I’ve become a cautionary tale and a litmus test for those around me.

Under Pressure

Him: I didn’t realize how broken it all made you. You know, you don’t have to be a high-functioning alcoholic.
Me: That’s like saying you don’t have to eat cake. I *want* to eat cake. If nuthin else, I’m a good cautionary tale.
Him: Well, you’ve become something else to me now.
Me: And what’s that?
Him: (thinking) The standard by which I measure another person’s decency. How people treat a guy that lost the person he loved most in the world, his father, and his career all in one shot tells me everything I need to know about him/her. I think you’ve earned some kindness from people.
Me: Great. That’s what I’ve become: (sighing) A cautionary tale and a litmus test. I just need to know that I’ve earned some rum.
Him: At least that. You’ve earned at least that. Fuck everyone else.
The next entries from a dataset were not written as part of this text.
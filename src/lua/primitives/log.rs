//! Logging primitive for Lua scripts.
//!
//! Exposes the `log` crate through a global `log` table:
//!
//! ```lua
//! log.info("subscribed to " .. host)
//! log.debug("payload: " .. messaging.encode("SET", k, v))
//! ```
//!
//! Messages use the `lua` target, so `RUST_LOG=lua=debug` filters them
//! separately from the host's own output.

use anyhow::{anyhow, Result};
use mlua::Lua;

/// Register the `log` table with `info`, `warn`, `error` and `debug`.
///
/// # Errors
///
/// Returns an error if Lua table or function creation fails.
pub fn register(lua: &Lua) -> Result<()> {
    let log_table = lua
        .create_table()
        .map_err(|e| anyhow!("Failed to create log table: {e}"))?;

    let levels = [
        ("info", log::Level::Info),
        ("warn", log::Level::Warn),
        ("error", log::Level::Error),
        ("debug", log::Level::Debug),
    ];
    for (name, level) in levels {
        let func = lua
            .create_function(move |_, msg: String| {
                log::log!(target: "lua", level, "{msg}");
                Ok(())
            })
            .map_err(|e| anyhow!("Failed to create log.{name} function: {e}"))?;
        log_table
            .set(name, func)
            .map_err(|e| anyhow!("Failed to set log.{name}: {e}"))?;
    }

    lua.globals()
        .set("log", log_table)
        .map_err(|e| anyhow!("Failed to register log table globally: {e}"))?;

    Ok(())
}

#[cfg(test)]
mod tests {
    use super::*;
    use mlua::{Function, Table};

    #[test]
    fn test_log_table_created() {
        let lua = Lua::new();
        register(&lua).expect("Should register log primitives");

        let log_table: Table = lua.globals().get("log").expect("log table should exist");
        for name in ["info", "warn", "error", "debug"] {
            let _: Function = log_table.get(name).expect("log function should exist");
        }
    }

    #[test]
    fn test_log_functions_callable() {
        let lua = Lua::new();
        register(&lua).expect("Should register log primitives");

        lua.load(r#"log.info("i") log.warn("w") log.error("e") log.debug("d")"#)
            .exec()
            .expect("log functions should be callable");
    }

    #[test]
    fn test_log_rejects_missing_message() {
        let lua = Lua::new();
        register(&lua).expect("Should register log primitives");
        assert!(lua.load("log.info()").exec().is_err());
    }
}
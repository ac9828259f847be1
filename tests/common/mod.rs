//! Shared helpers: nodes on their own threads, blocking test clients.

#![allow(dead_code, reason = "each test binary uses a different subset of these helpers")]

use std::io::{Read, Write};
use std::net::{SocketAddr, TcpStream};
use std::time::{Duration, Instant};

use nodewire::protocol::{encode_command, ReplyReader};
use nodewire::server::build_runtime;
use nodewire::{Node, Reply, Server};

/// Start a node on an ephemeral port in its own thread and return its
/// address. The thread lives until the test process exits.
///
/// Each node needs its own thread: a node blocks while probing a peer, so
/// two nodes sharing a thread could never answer each other.
pub fn start_node() -> SocketAddr {
    let (tx, rx) = std::sync::mpsc::channel();
    std::thread::spawn(move || {
        let rt = build_runtime().unwrap();
        let local = tokio::task::LocalSet::new();
        local.block_on(&rt, async move {
            let node = Node::new().unwrap();
            let server = Server::bind("127.0.0.1:0".parse().unwrap(), node)
                .await
                .unwrap();
            tx.send(server.local_addr()).unwrap();
            server.run().await;
        });
    });
    rx.recv().unwrap()
}

/// A blocking client speaking the wire protocol.
pub struct Client {
    stream: TcpStream,
    reader: ReplyReader,
}

impl Client {
    pub fn connect(addr: SocketAddr) -> Self {
        let stream = TcpStream::connect(addr).unwrap();
        stream.set_read_timeout(Some(Duration::from_secs(5))).unwrap();
        Self {
            stream,
            reader: ReplyReader::new(),
        }
    }

    pub fn send_raw(&mut self, bytes: &[u8]) {
        self.stream.write_all(bytes).unwrap();
    }

    pub fn send<A: AsRef<[u8]>>(&mut self, args: &[A]) {
        self.send_raw(&encode_command(args));
    }

    pub fn read_reply(&mut self) -> Reply {
        let mut buf = [0u8; 4096];
        loop {
            if let Some(reply) = self.reader.next_reply().unwrap() {
                return reply;
            }
            let n = self.stream.read(&mut buf).unwrap();
            assert!(n > 0, "connection closed before a reply arrived");
            self.reader.feed(&buf[..n]);
        }
    }

    pub fn call<A: AsRef<[u8]>>(&mut self, args: &[A]) -> Reply {
        self.send(args);
        self.read_reply()
    }
}

/// Poll `GET key` on `client` until it returns `expected` or a second passes.
pub fn wait_for_value(client: &mut Client, key: &str, expected: &str) -> Reply {
    let deadline = Instant::now() + Duration::from_secs(1);
    loop {
        let reply = client.call(&["GET", key]);
        if reply == Reply::bulk(expected) || Instant::now() >= deadline {
            return reply;
        }
        std::thread::sleep(Duration::from_millis(10));
    }
}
Eight years ago, Alison gave me a bottle of Ron Zacapa XO Rum just because.

There was just a little bit left when she got sick and I refused to have any more. When I found the bottle late last year, the cork had deteriorated and I had to transfer it to another bottle. It was one of my most special things.

Before she exited my venn diagram, I asked Mouse to share the last glass with me because I felt she earned it, unlike some weird rando, but she declined. Which is fine.

So, yesterday, a friend stopped by and we had it together in honor of Alison’s birthday, along with a lot more rum.

Speaking of randos, I met someone that also had COVID antibodies at Pier 64 today as I tried to clear my head and sober up for some meetings.

Me: It’s like we have superpowers!
Her: (laughing) Kinda!
Me: Well, since we just met, I suppose we should keep to safe topics like politics and religion, yeah?

I hide my real face well, I think. I work well under pressure.

Fake it till you make it, right?

Podcast Version: A litmus test
Location: my empty apartment, with no rum
Mood: disgustingly sober
Music: Keep coming up with love but it’s so slashed and torn. Why? (Spotify)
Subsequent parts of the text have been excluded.